You going to throw a punch or kick at a gun wielding person seeking to rob you?
If attacked by a crazed homicidal maniac, and you are truly in fear of your life are you going to just use your hands?
Myself, despite whatever unnarmed skill I have, if I am fear for my life I am using my gun, my knife, or whatever else I can pick up, and my "techniques" consist of hit as hard as I can with a blunt object, and stick the pointy end in as many times as I can with a pointed object.
Most unnarmed fighting techniques are good for about 1% of self defense, hell maybe even less, as I don't count fighting with drunks, or ego fueled confrontations as self defense.
Understandably I know your stances on kata. However I think that it is circular argument. For example one guy is going to say that by focussing on kata your instructor doesn't know what he is doing, you are going to say he does, etc.
Vice Versa, someone who says they used to do kata and now don't like it, you are going to say that they truly aren't doing the art, or that they didn't learn kata from an instructor who knew what they are doing, they are going to say that their instructor kicks *** etc.
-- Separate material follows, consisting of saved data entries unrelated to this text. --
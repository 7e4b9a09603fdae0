//! Instructor ranking for manual scheduling.
//!
//! When an administrator books a single course by hand, instructors are
//! offered in order of how closely their declared working hours match the
//! requested slot. This ranking is independent of the generators.
//!
//! # Proximity score
//! `score = fwd(start - preferred_start) + fwd(end - preferred_end)` in
//! minutes, where `fwd` adds 24 h to negative differences. Lower is closer.
//! Instructors that declare none of the requested days have no score and
//! rank last.

use log::debug;
use serde::{Deserialize, Serialize};

use crate::conflict::{days_overlap, parse_time, split_range, Booking};
use crate::error::Result;
use crate::models::Instructor;

const MINUTES_PER_DAY: i64 = 24 * 60;

/// Declared availability of an instructor.
#[derive(Debug, Clone, Serialize, Deserialize)]
pub struct InstructorPreference {
    /// The instructor.
    pub instructor: Instructor,
    /// Weekday names the instructor is willing to teach.
    pub days: Vec<String>,
    /// Preferred hours as `HH:MM-HH:MM`.
    pub hours: String,
}

/// An instructor with its proximity score.
#[derive(Debug, Clone, PartialEq)]
pub struct RankedInstructor {
    /// Instructor id.
    pub instructor_id: String,
    /// Instructor name.
    pub name: String,
    /// Proximity score in minutes (`None` = no usable preference).
    pub score: Option<u32>,
}

impl InstructorPreference {
    /// Creates a preference record.
    pub fn new<S: AsRef<str>>(instructor: Instructor, days: &[S], hours: impl Into<String>) -> Self {
        Self {
            instructor,
            days: days.iter().map(|d| d.as_ref().to_string()).collect(),
            hours: hours.into(),
        }
    }
}

/// Forward minute difference `a - b`, wrapped into a single day.
fn forward_minutes(a: u32, b: u32) -> u32 {
    let diff = i64::from(a) - i64::from(b);
    let wrapped = if diff < 0 { diff + MINUTES_PER_DAY } else { diff };
    wrapped as u32
}

/// Proximity of a requested `[start, end)` to a preferred `HH:MM-HH:MM` range.
pub fn proximity_score(preferred_hours: &str, start: &str, end: &str) -> Result<u32> {
    let (pref_start, pref_end) = split_range(preferred_hours)?;
    let start_diff = forward_minutes(parse_time(start)?, parse_time(pref_start)?);
    let end_diff = forward_minutes(parse_time(end)?, parse_time(pref_end)?);
    Ok(start_diff + end_diff)
}

/// Ranks instructors for a manual booking on `days` in `[start, end)`.
///
/// Instructors holding a colliding booking are dropped. The rest are sorted
/// by ascending score; unscored instructors keep their input order at the end.
pub fn rank_instructors<S: AsRef<str>>(
    preferences: &[InstructorPreference],
    days: &[S],
    start: &str,
    end: &str,
    bookings: &[Booking],
) -> Vec<RankedInstructor> {
    let mut ranked: Vec<RankedInstructor> = preferences
        .iter()
        .filter(|p| {
            let busy = bookings.iter().any(|b| {
                b.instructor_id.as_deref() == Some(p.instructor.id.as_str())
                    && b.collides_with(days, start, end)
            });
            if busy {
                debug!("Instructor {} already booked at {start}-{end}", p.instructor.id);
            }
            !busy
        })
        .map(|p| {
            let score = if days_overlap(&p.days, days) {
                proximity_score(&p.hours, start, end).ok()
            } else {
                None
            };
            RankedInstructor {
                instructor_id: p.instructor.id.clone(),
                name: p.instructor.name.clone(),
                score,
            }
        })
        .collect();

    // Stable: equal scores and unscored entries keep input order.
    ranked.sort_by_key(|r| r.score.unwrap_or(u32::MAX));
    ranked
}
Personally I have some experience with Kata. I feel that it is useful as a conditioning tool, and as a means of defining the mechanics of a technique. All techniques have to be altered from kata, or from how they are taught by each individual period. The entire Bunkai aspect of long drawn out forms is interesting to me, only because of the various interpretations each person has in them.
I see nothing wrong with kata, but I disagree with the "kata will get you there only slower" argument.
Without sparring and contact, no amount of kata will help you. You will lack timing, rythm, and the ability to see openings in defenses, and the application of the technique at full speed against a moving resisting target. However the mechanics of the block, of the strike or technique can be further and further refined in kata to make them stronger, more functional, more natural and not awkward. So that using them in sparring becomes easier, and the techniques themselves are stronger. Adapting them becomes easier because you more wholly understand the technique.
Competetive Judo players will tell you how much more they learned about throws and the art when they started doing kata, (most start at an older age, after they can no longer keep up the rigors of Shiai) Few actually focus on it outside and find out how much it can help their shiai.
However, without the randori or shiai, sparring, or fighting, you won't have the ability to use the tools kata presents you.
You need to develop timing, and autonomous muscle memory that kicks in during fight or flight. You have seen the guys on the verge of losing win it all back with one punch that they threw automatically in reaction to a certain technique.
Not to mention the ability to actually have defense, which you will never get without someone trying to hit you and you stopping them repeatedly.
Kata helps you refine the mechanics and understanding of the technique, but it's application and muscle memory as a reflex has to be built in sparring. Otherwise you won't know which blows an upwards block truly blocks, or when you need to start it in reaction to a punch to actually block a blow, too soon or too late you are getting hit. That kind of stuff doesn't get developed in kata.
But I don't think an entire 100 step kata is necessary for that, but it is a useful way of passing on the curriculum and techniques of the art. The rest (the application of the techniques) varies from person to person as they modify them to work for them.
That is my two cents..
My words and logic are a testament of my experience.